Hauptsächlich zwei Faktoren fließen in die Formel ein: die Torstärke der Heimmannschaft und die Abwehrstärke der Gäste. Heuer vergleicht das Toreschießen dann mit mehrmaligem Würfeln: Jedes Mal, wenn eine sechs falle, werde auch ein Tor geschossen. Wie oft gewürfelt wird, hängt von den beiden Faktoren Torstärke und Abwehrstärke ab. "In einigen Spielen darf eben neun Mal, in anderen 14 Mal gewürfelt werden", erklärt der Physiker, der bekennender Fan von Borussia Dortmund ist. Wenn man den Effekt berücksichtige, dass in verschiedenen Spielen von vornherein eine unterschiedliche Zahl von Heimtoren zu erwarten sei, gelte die Würfelhypothese "mit erschreckender Genauigkeit".

Heuer will die These von den gewürfelten Toren allerdings noch weiter untersuchen. Die Ergebnisse seien gerade frisch aus dem Computer gekommen und müssten noch genauer getestet werden, betont er. Für Auswärtstore liefere die Formel bislang nicht so präzise Ergebnisse.

Mythos Heimmannschaft

Am Mittwoch will der Forscher die ersten Ergebnisse seiner Liga-Analyse auf dem größten europäischen Physikertreffen in Berlin vorstellen. Dabei soll es unter anderem um Positiv- und Negativserien gehen und um die Frage, ob es das Konzept einer ausgeprägten Heim- beziehungsweise Auswärtsmannschaft tatsächlich gibt. Für die Legende besonders heim- oder auswärtsstarker Mannschaften fand Heuer, entgegen der landläufigen Meinung, keine statistische Untermauerung.

Auch die alte Fußballweisheit von einer Siegesserie, die eine Mannschaft angeblich stärkt, will Heuer bereits widerlegt haben. "Eine Mannschaft, die viermal gesiegt hat, spielt nach dieser Serie schlechter als es ihrer eigentlichen Leistung entspricht", sagt er. Beim nächsten Auswärtsspiel sei die Gewinnwahrscheinlichkeit sogar um ein Viertel geringer. Ob das nun aus Übermut geschieht oder eine gegnerische Mannschaft nach einer solchen Serie besonders motiviert ist, kann Heuer nicht sagen. "Das ist eher Psychologie", meint er.

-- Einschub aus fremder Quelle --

//! Pool key resolution and price reads.

use std::sync::Arc;

use crate::prelude::*;
use tracing::debug;

use crate::client::base::BaseClient;
use crate::core::{PoolKey, PoolPrice, ResolvedToken, TokenDescriptor};
use crate::protocol::math;

/// A canonical pool key together with the resolved tokens and the mapping
/// back to the caller's ordering. `token0.address < token1.address` always
/// holds; `token_a_is_token0` records which side the first descriptor
/// passed to [`PoolService::resolve_pool_key`] landed on.
#[derive(Debug, Clone, PartialEq, Eq)]
pub struct ResolvedPool {
    pub key: PoolKey,
    pub token0: ResolvedToken,
    pub token1: ResolvedToken,
    pub token_a_is_token0: bool,
}

impl ResolvedPool {
    /// Map caller-order amounts (for token A, then token B) onto
    /// (token0, token1) wire order.
    pub fn ordered_amounts(&self, amount_a: u128, amount_b: u128) -> (u128, u128) {
        if self.token_a_is_token0 {
            (amount_a, amount_b)
        } else {
            (amount_b, amount_a)
        }
    }

    /// The token the caller called "A".
    pub fn token_a(&self) -> &ResolvedToken {
        if self.token_a_is_token0 {
            &self.token0
        } else {
            &self.token1
        }
    }

    /// The token the caller called "B".
    pub fn token_b(&self) -> &ResolvedToken {
        if self.token_a_is_token0 {
            &self.token1
        } else {
            &self.token0
        }
    }
}

/// Service for pool discovery.
pub struct PoolService {
    base: Arc<BaseClient>,
}

impl PoolService {
    pub fn new(base: Arc<BaseClient>) -> Self {
        PoolService { base }
    }

    /// Resolve two token descriptors and pool parameters into a canonical
    /// pool key. Tokens may be passed in either order; the result records
    /// which side the first one sorted onto. Pure apart from the registry
    /// lookup, so callers may cache the result for a session.
    pub async fn resolve_pool_key(
        &self,
        token_a: &TokenDescriptor,
        token_b: &TokenDescriptor,
        fee_percent: Decimal,
        tick_spacing_percent: Decimal,
        extension: Option<Address>,
    ) -> SdkResult<ResolvedPool> {
        let a = self.base.registry().resolve(token_a).await?;
        let b = self.base.registry().resolve(token_b).await?;
        if a.address == b.address {
            return Err(SdkError::InvalidPoolParameter(format!(
                "{} and {} resolve to the same token",
                token_a, token_b
            )));
        }

        let fee = math::fee_from_percent(fee_percent)?;
        let tick_spacing = math::tick_spacing_from_percent(self.base.config(), tick_spacing_percent)?;

        let token_a_is_token0 = a.address < b.address;
        let (token0, token1) = if token_a_is_token0 { (a, b) } else { (b, a) };

        let key = PoolKey {
            token0: token0.address,
            token1: token1.address,
            fee,
            tick_spacing,
            extension: extension.unwrap_or(Address::ZERO),
        };
        debug!(
            token0 = %token0.symbol,
            token1 = %token1.symbol,
            fee,
            tick_spacing,
            "resolved pool key"
        );

        Ok(ResolvedPool {
            key,
            token0,
            token1,
            token_a_is_token0,
        })
    }

    /// Current sqrt ratio and tick. Fetched fresh on every call; prices
    /// move between reads, so nothing is cached.
    pub async fn price(&self, key: &PoolKey) -> SdkResult<PoolPrice> {
        self.base.provider().pool_price(key).await
    }

    /// Human-readable token1-per-token0 price for a resolved pool.
    pub async fn price_display(&self, pool: &ResolvedPool) -> SdkResult<f64> {
        let price = self.price(&pool.key).await?;
        Ok(math::price_from_sqrt_ratio(
            price.sqrt_ratio,
            pool.token0.decimals,
            pool.token1.decimals,
        ))
    }
}

#[cfg(test)]
mod tests {
    use super::*;
    use crate::client::testing::offline_client;
    use rust_decimal_macros::dec;

    fn descriptor(symbol: &str) -> TokenDescriptor {
        TokenDescriptor::Symbol(symbol.to_string())
    }

    #[tokio::test]
    async fn pool_key_is_canonical_regardless_of_argument_order() {
        let service = PoolService::new(offline_client());
        let ab = service
            .resolve_pool_key(&descriptor("ETH"), &descriptor("USDC"), dec!(0.3), dec!(0.6), None)
            .await
            .unwrap();
        let ba = service
            .resolve_pool_key(&descriptor("USDC"), &descriptor("ETH"), dec!(0.3), dec!(0.6), None)
            .await
            .unwrap();

        assert_eq!(ab.key, ba.key);
        assert!(ab.key.token0 < ab.key.token1);
        assert_eq!(ab.token_a_is_token0, !ba.token_a_is_token0);
        assert_eq!(ab.token_a().symbol, "ETH");
        assert_eq!(ba.token_a().symbol, "USDC");
    }

    #[tokio::test]
    async fn amounts_remap_to_wire_order() {
        let service = PoolService::new(offline_client());
        let pool = service
            .resolve_pool_key(&descriptor("ETH"), &descriptor("USDC"), dec!(0.3), dec!(0.6), None)
            .await
            .unwrap();
        let (amount0, amount1) = pool.ordered_amounts(111, 222);
        if pool.token_a_is_token0 {
            assert_eq!((amount0, amount1), (111, 222));
        } else {
            assert_eq!((amount0, amount1), (222, 111));
        }
    }

    #[tokio::test]
    async fn identical_tokens_are_rejected() {
        let service = PoolService::new(offline_client());
        let err = service
            .resolve_pool_key(&descriptor("ETH"), &descriptor("eth"), dec!(0.3), dec!(0.6), None)
            .await
            .unwrap_err();
        assert!(matches!(err, SdkError::InvalidPoolParameter(_)));
    }

    #[tokio::test]
    async fn invalid_fee_is_rejected_before_any_network_use() {
        let service = PoolService::new(offline_client());
        let err = service
            .resolve_pool_key(&descriptor("ETH"), &descriptor("USDC"), dec!(120), dec!(0.6), None)
            .await
            .unwrap_err();
        assert!(matches!(err, SdkError::InvalidPoolParameter(_)));
    }
}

Den theoretischen Physiker Heuer fasziniert am Fußball das Zusammenspiel von Systematik und Zufall. "Es ist spannend, diese beiden Aspekte mit den Methoden der Statistik zu trennen", sagt er. "Trotz des besseren Verständnisses sind einzelne Fußballspiele immer noch schwer vorherzusagen." Eine statistische Torchance sei eben noch kein Tor. Es könne auch ein Lattenschuss sein: "Genau das macht für mich den Reiz aus."